Les relations à établir avec les pays d'outre-mer, relevant encore à l'époque des souverainetés française, belge ou hollandaise, furent encore plus ardues à élaborer. Certains, en France surtout, prétendaient que nous apportions un cadeau sans contrepartie dans la " corbeille de la mariée ". Nos partenaires, plus avisés, pensaient le contraire. D'abord parce que ces pays étaient déjà, de par la loi-cadre Defferre, dans l'antichambre de l'indépendance. Ensuite, parce qu'il s'agissait surtout de partager des charges au travers du financement commun du FEDOM (1)et des régimes commerciaux très favorables consentis à ces territoires. Au point que, devenus indépendants peu après, ils décidèrent tous, à l'exception de la Guinée, de rester associés à la Communauté dans les conditions prévues pour eux par le traité de Rome. Mais il avait fallu pour en arriver là l'extrême insistance de la France, et la réunion à Paris des six chefs de gouvernement, dont l'un découvrait notre capitale pour la première fois!

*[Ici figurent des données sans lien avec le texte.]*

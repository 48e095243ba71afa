use std::collections::HashMap;

use num::rational::BigRational;
use num::BigInt;
use thiserror::Error;
use z3::SatResult as Z3SatResult;

use crate::model::{Model, ModelValue};
use crate::solver::{SatResult, SmtSolver};
use crate::sorts::SmtSort;
use crate::terms::SmtTerm;

#[derive(Debug, Error)]
pub enum Z3Error {
    #[error("Z3 error: {0}")]
    Internal(String),
    #[error("Unknown variable: {0}")]
    UnknownVariable(String),
    #[error("Sort mismatch for variable {0}")]
    SortMismatch(String),
}

/// In-process Z3 session, translating the solver-agnostic term tree to
/// `z3::ast` nodes on every assertion.
pub struct Z3Solver {
    solver: z3::Solver,
    int_vars: HashMap<String, z3::ast::Int>,
    bool_vars: HashMap<String, z3::ast::Bool>,
    real_vars: HashMap<String, z3::ast::Real>,
    bv_vars: HashMap<String, z3::ast::BV>,
    _params: Option<z3::Params>,
}

impl Z3Solver {
    pub fn new() -> Self {
        let solver = z3::Solver::new();
        Self {
            solver,
            int_vars: HashMap::new(),
            bool_vars: HashMap::new(),
            real_vars: HashMap::new(),
            bv_vars: HashMap::new(),
            _params: None,
        }
    }

    pub fn with_timeout_secs(timeout_secs: u64) -> Self {
        if timeout_secs == 0 {
            return Self::new();
        }
        let solver = z3::Solver::new();
        let mut params = z3::Params::new();
        let timeout_ms = timeout_secs.saturating_mul(1000);
        params.set_u32("timeout", timeout_ms as u32);
        params.set_u32("solver2_timeout", timeout_ms as u32);
        solver.set_params(&params);
        Self {
            solver,
            int_vars: HashMap::new(),
            bool_vars: HashMap::new(),
            real_vars: HashMap::new(),
            bv_vars: HashMap::new(),
            _params: Some(params),
        }
    }

    pub fn with_default_config() -> Self {
        Self::new()
    }

    fn translate_term(&self, term: &SmtTerm) -> Result<Z3Term, Z3Error> {
        match term {
            SmtTerm::Var(name) => {
                if let Some(v) = self.int_vars.get(name) {
                    Ok(Z3Term::Int(v.clone()))
                } else if let Some(v) = self.bool_vars.get(name) {
                    Ok(Z3Term::Bool(v.clone()))
                } else if let Some(v) = self.real_vars.get(name) {
                    Ok(Z3Term::Real(v.clone()))
                } else if let Some(v) = self.bv_vars.get(name) {
                    Ok(Z3Term::Bv(v.clone()))
                } else {
                    Err(Z3Error::UnknownVariable(name.clone()))
                }
            }
            SmtTerm::IntLit(n) => Ok(Z3Term::Int(z3::ast::Int::from_i64(*n))),
            SmtTerm::BoolLit(b) => Ok(Z3Term::Bool(z3::ast::Bool::from_bool(*b))),
            SmtTerm::RealLit(num, den) => {
                let num = i32::try_from(*num)
                    .map_err(|_| Z3Error::Internal(format!("real numerator {num} out of range")))?;
                let den = i32::try_from(*den)
                    .map_err(|_| Z3Error::Internal(format!("real denominator {den} out of range")))?;
                Ok(Z3Term::Real(z3::ast::Real::from_real(num, den)))
            }
            SmtTerm::BvLit { value, width } => Ok(Z3Term::Bv(z3::ast::BV::from_u64(*value, *width))),

            SmtTerm::Add(lhs, rhs) => match (self.translate_term(lhs)?, self.translate_term(rhs)?) {
                (Z3Term::Int(l), Z3Term::Int(r)) => Ok(Z3Term::Int(&l + &r)),
                (Z3Term::Real(l), Z3Term::Real(r)) => Ok(Z3Term::Real(&l + &r)),
                _ => Err(Z3Error::Internal("Sort mismatch in Add".into())),
            },
            SmtTerm::Sub(lhs, rhs) => match (self.translate_term(lhs)?, self.translate_term(rhs)?) {
                (Z3Term::Int(l), Z3Term::Int(r)) => Ok(Z3Term::Int(&l - &r)),
                (Z3Term::Real(l), Z3Term::Real(r)) => Ok(Z3Term::Real(&l - &r)),
                _ => Err(Z3Error::Internal("Sort mismatch in Sub".into())),
            },
            SmtTerm::Mul(lhs, rhs) => match (self.translate_term(lhs)?, self.translate_term(rhs)?) {
                (Z3Term::Int(l), Z3Term::Int(r)) => Ok(Z3Term::Int(&l * &r)),
                (Z3Term::Real(l), Z3Term::Real(r)) => Ok(Z3Term::Real(&l * &r)),
                _ => Err(Z3Error::Internal("Sort mismatch in Mul".into())),
            },
            SmtTerm::Div(lhs, rhs) => {
                let l = self.translate_term(lhs)?.into_int()?;
                let r = self.translate_term(rhs)?.into_int()?;
                Ok(Z3Term::Int(&l / &r))
            }
            SmtTerm::Mod(lhs, rhs) => {
                let l = self.translate_term(lhs)?.into_int()?;
                let r = self.translate_term(rhs)?.into_int()?;
                Ok(Z3Term::Int(&l % &r))
            }
            SmtTerm::RealDiv(lhs, rhs) => {
                let l = self.translate_term(lhs)?.into_real()?;
                let r = self.translate_term(rhs)?.into_real()?;
                Ok(Z3Term::Real(&l / &r))
            }

            SmtTerm::BvAdd(lhs, rhs) => self.bv_binop(lhs, rhs, |l, r| l + r),
            SmtTerm::BvSub(lhs, rhs) => self.bv_binop(lhs, rhs, |l, r| l - r),
            SmtTerm::BvMul(lhs, rhs) => self.bv_binop(lhs, rhs, |l, r| l * r),
            SmtTerm::BvUDiv(lhs, rhs) => self.bv_binop(lhs, rhs, |l, r| l.bvudiv(r)),
            SmtTerm::BvSDiv(lhs, rhs) => self.bv_binop(lhs, rhs, |l, r| l.bvsdiv(r)),

            SmtTerm::BvZeroExtend(extra, inner) => {
                let bv = self.translate_term(inner)?.into_bv()?;
                Ok(Z3Term::Bv(bv.zero_ext(*extra)))
            }
            SmtTerm::BvSignExtend(extra, inner) => {
                let bv = self.translate_term(inner)?.into_bv()?;
                Ok(Z3Term::Bv(bv.sign_ext(*extra)))
            }
            SmtTerm::BvExtract(hi, lo, inner) => {
                let bv = self.translate_term(inner)?.into_bv()?;
                Ok(Z3Term::Bv(bv.extract(*hi, *lo)))
            }

            SmtTerm::Eq(lhs, rhs) => {
                let l = self.translate_term(lhs)?;
                let r = self.translate_term(rhs)?;
                match (l, r) {
                    (Z3Term::Int(li), Z3Term::Int(ri)) => Ok(Z3Term::Bool(li.eq(&ri))),
                    (Z3Term::Bool(lb), Z3Term::Bool(rb)) => Ok(Z3Term::Bool(lb.eq(&rb))),
                    (Z3Term::Real(lr), Z3Term::Real(rr)) => Ok(Z3Term::Bool(lr.eq(&rr))),
                    (Z3Term::Bv(lv), Z3Term::Bv(rv)) => Ok(Z3Term::Bool(lv.eq(&rv))),
                    _ => Err(Z3Error::Internal("Sort mismatch in Eq".into())),
                }
            }
            SmtTerm::Lt(lhs, rhs) => self.arith_cmp(lhs, rhs, |l, r| l.lt(r), |l, r| l.lt(r)),
            SmtTerm::Le(lhs, rhs) => self.arith_cmp(lhs, rhs, |l, r| l.le(r), |l, r| l.le(r)),
            SmtTerm::Gt(lhs, rhs) => self.arith_cmp(lhs, rhs, |l, r| l.gt(r), |l, r| l.gt(r)),
            SmtTerm::Ge(lhs, rhs) => self.arith_cmp(lhs, rhs, |l, r| l.ge(r), |l, r| l.ge(r)),
            SmtTerm::BvUlt(lhs, rhs) => self.bv_cmp(lhs, rhs, |l, r| l.bvult(r)),
            SmtTerm::BvUle(lhs, rhs) => self.bv_cmp(lhs, rhs, |l, r| l.bvule(r)),
            SmtTerm::BvUgt(lhs, rhs) => self.bv_cmp(lhs, rhs, |l, r| l.bvugt(r)),
            SmtTerm::BvUge(lhs, rhs) => self.bv_cmp(lhs, rhs, |l, r| l.bvuge(r)),
            SmtTerm::BvSlt(lhs, rhs) => self.bv_cmp(lhs, rhs, |l, r| l.bvslt(r)),
            SmtTerm::BvSle(lhs, rhs) => self.bv_cmp(lhs, rhs, |l, r| l.bvsle(r)),
            SmtTerm::BvSgt(lhs, rhs) => self.bv_cmp(lhs, rhs, |l, r| l.bvsgt(r)),
            SmtTerm::BvSge(lhs, rhs) => self.bv_cmp(lhs, rhs, |l, r| l.bvsge(r)),

            SmtTerm::And(terms) => {
                let bools: Result<Vec<_>, _> = terms
                    .iter()
                    .map(|t| self.translate_term(t).and_then(|z| z.into_bool()))
                    .collect();
                let bools = bools?;
                let refs: Vec<&z3::ast::Bool> = bools.iter().collect();
                Ok(Z3Term::Bool(z3::ast::Bool::and(&refs)))
            }
            SmtTerm::Or(terms) => {
                let bools: Result<Vec<_>, _> = terms
                    .iter()
                    .map(|t| self.translate_term(t).and_then(|z| z.into_bool()))
                    .collect();
                let bools = bools?;
                let refs: Vec<&z3::ast::Bool> = bools.iter().collect();
                Ok(Z3Term::Bool(z3::ast::Bool::or(&refs)))
            }
            SmtTerm::Not(inner) => {
                let b = self.translate_term(inner)?.into_bool()?;
                Ok(Z3Term::Bool(b.not()))
            }
            SmtTerm::Implies(lhs, rhs) => {
                let l = self.translate_term(lhs)?.into_bool()?;
                let r = self.translate_term(rhs)?.into_bool()?;
                Ok(Z3Term::Bool(l.implies(&r)))
            }
            SmtTerm::Xor(lhs, rhs) => {
                let l = self.translate_term(lhs)?.into_bool()?;
                let r = self.translate_term(rhs)?.into_bool()?;
                Ok(Z3Term::Bool(l.xor(&r)))
            }

            SmtTerm::Ite(cond, then, els) => {
                let c = self.translate_term(cond)?.into_bool()?;
                let t = self.translate_term(then)?;
                let e = self.translate_term(els)?;
                match (t, e) {
                    (Z3Term::Int(ti), Z3Term::Int(ei)) => Ok(Z3Term::Int(c.ite(&ti, &ei))),
                    (Z3Term::Bool(tb), Z3Term::Bool(eb)) => Ok(Z3Term::Bool(c.ite(&tb, &eb))),
                    (Z3Term::Real(tr), Z3Term::Real(er)) => Ok(Z3Term::Real(c.ite(&tr, &er))),
                    (Z3Term::Bv(tv), Z3Term::Bv(ev)) => Ok(Z3Term::Bv(c.ite(&tv, &ev))),
                    _ => Err(Z3Error::Internal("Sort mismatch in ITE".into())),
                }
            }
        }
    }

    fn bv_binop(
        &self,
        lhs: &SmtTerm,
        rhs: &SmtTerm,
        op: impl FnOnce(&z3::ast::BV, &z3::ast::BV) -> z3::ast::BV,
    ) -> Result<Z3Term, Z3Error> {
        let l = self.translate_term(lhs)?.into_bv()?;
        let r = self.translate_term(rhs)?.into_bv()?;
        Ok(Z3Term::Bv(op(&l, &r)))
    }

    fn bv_cmp(
        &self,
        lhs: &SmtTerm,
        rhs: &SmtTerm,
        op: impl FnOnce(&z3::ast::BV, &z3::ast::BV) -> z3::ast::Bool,
    ) -> Result<Z3Term, Z3Error> {
        let l = self.translate_term(lhs)?.into_bv()?;
        let r = self.translate_term(rhs)?.into_bv()?;
        Ok(Z3Term::Bool(op(&l, &r)))
    }

    fn arith_cmp(
        &self,
        lhs: &SmtTerm,
        rhs: &SmtTerm,
        int_op: impl FnOnce(&z3::ast::Int, &z3::ast::Int) -> z3::ast::Bool,
        real_op: impl FnOnce(&z3::ast::Real, &z3::ast::Real) -> z3::ast::Bool,
    ) -> Result<Z3Term, Z3Error> {
        match (self.translate_term(lhs)?, self.translate_term(rhs)?) {
            (Z3Term::Int(l), Z3Term::Int(r)) => Ok(Z3Term::Bool(int_op(&l, &r))),
            (Z3Term::Real(l), Z3Term::Real(r)) => Ok(Z3Term::Bool(real_op(&l, &r))),
            _ => Err(Z3Error::Internal("Sort mismatch in comparison".into())),
        }
    }
}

Enfin, notre pays avait souhaité qu'au terme des quatre premières années le passage à l'étape suivante soit décidé à l'unanimité, ce qui revenait à se ménager unilatéralement le droit d'arrêter l'entreprise.
Cette position ne put être maintenue telle quelle : l'Italie, à l'économie plus fragile, n'en demandait pas tant. Et un mariage à l'essai pour quatre ans fonde rarement un bon ménage. Un compromis savant fut imaginé.
MAURICE FAURE
Ancien secrétaire d'Etat aux affaires étrangères, signataire aux côtés de Christian Pineau des traités de Rome.